И Театр на Таганке открылся второй раз, и в этот же день, 23 апреля 1993 года, мы открыли второй раз Театр на Таганке. Конечно, мы звонили Юрию Петровичу, конечно, советовались и все. И потом постепенно театр вообще в стране… Когда ведь стабилизация в обществе наступает некоторая такая, то, конечно, мы возвращаемся к тому, что нужен театр, нужен кинематограф.



Владимир Бабурин: Валерий, из того, что вы сказали, что не захотели поделиться частью своих доходов с государством, я сделал, может быть, несколько смелый вывод: по крайней мере, то государство вы не слишком любили. Я проведу такую параллель. Первая же ваша крупная киноработа, второй фильм на самом деле был – это фильм «Интервенция» Геннадия Полоки, был положен на полку. Вот сейчас, конечно, совершенно ясно, что в 1968 году выпустить фильм с названием «Интервенция» - это каким местом вообще режиссер думал? Вопрос такой: настоящий художник, не важно, в какой ипостаси он работает, он актер, он пишет картины, он пишет книги, обязательно должен быть бунтарем, инсургентом, чтобы быть настоящим художником? Всегда должно быть противопоставление?

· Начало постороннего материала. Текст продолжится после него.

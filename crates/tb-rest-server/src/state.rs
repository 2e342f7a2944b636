// Copyright 2025 Schelling Point Labs Inc
// SPDX-License-Identifier: AGPL-3.0-only

//! Server state management

use crate::auth::AuthConfig;
use crate::config::ServerConfig;
use crate::models::{TaskStore, UserStore};
use crate::notify::{NotificationHub, Notifier};
use crate::services::{AuthService, TaskService};
use std::sync::Arc;

/// Shared server state
#[derive(Clone)]
pub struct AppState {
    /// Server configuration
    pub config: ServerConfig,

    pub user_store: Arc<dyn UserStore>,
    pub task_store: Arc<dyn TaskStore>,

    /// Live WebSocket connections
    pub hub: Arc<NotificationHub>,
}

impl AppState {
    /// Get configuration reference
    pub fn config(&self) -> &ServerConfig {
        &self.config
    }

    pub fn auth(&self) -> &AuthConfig {
        &self.config.auth
    }

    pub fn auth_service(&self) -> AuthService {
        AuthService::new(Arc::clone(&self.user_store), self.config.auth.clone())
    }

    pub fn task_service(&self) -> TaskService {
        let notifier: Arc<dyn Notifier> = self.hub.clone();
        TaskService::new(
            Arc::clone(&self.task_store),
            Arc::clone(&self.user_store),
            notifier,
        )
    }
}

Валерий Золотухин: Я не думаю. Я как раз себя к бунтарям не отношу. Я не думаю. Я думаю, если человек, вот у него есть потребность самовыражения, то, конечно, ситуация противостояния с властью, она подогревает какие-то творческие импульсы, разогревает, разгоняет какой-то силой, центробежной и так далее, какие-то дополнительные интересы. Но думаю, что для настоящего художника все-таки не столь это важно. Хотя, понимаете, ведь театр – это все-таки такое публичное занятие, так же как и кинематограф, и как бы мы не отнекивались, как бы мы ни уходили от того, что мы не интересуемся политикой, что нас власть не интересует, но само содержание твоего продукта, оно входит или в противоречие, или в контакт с тем условием власти, идеологией, которая господствует.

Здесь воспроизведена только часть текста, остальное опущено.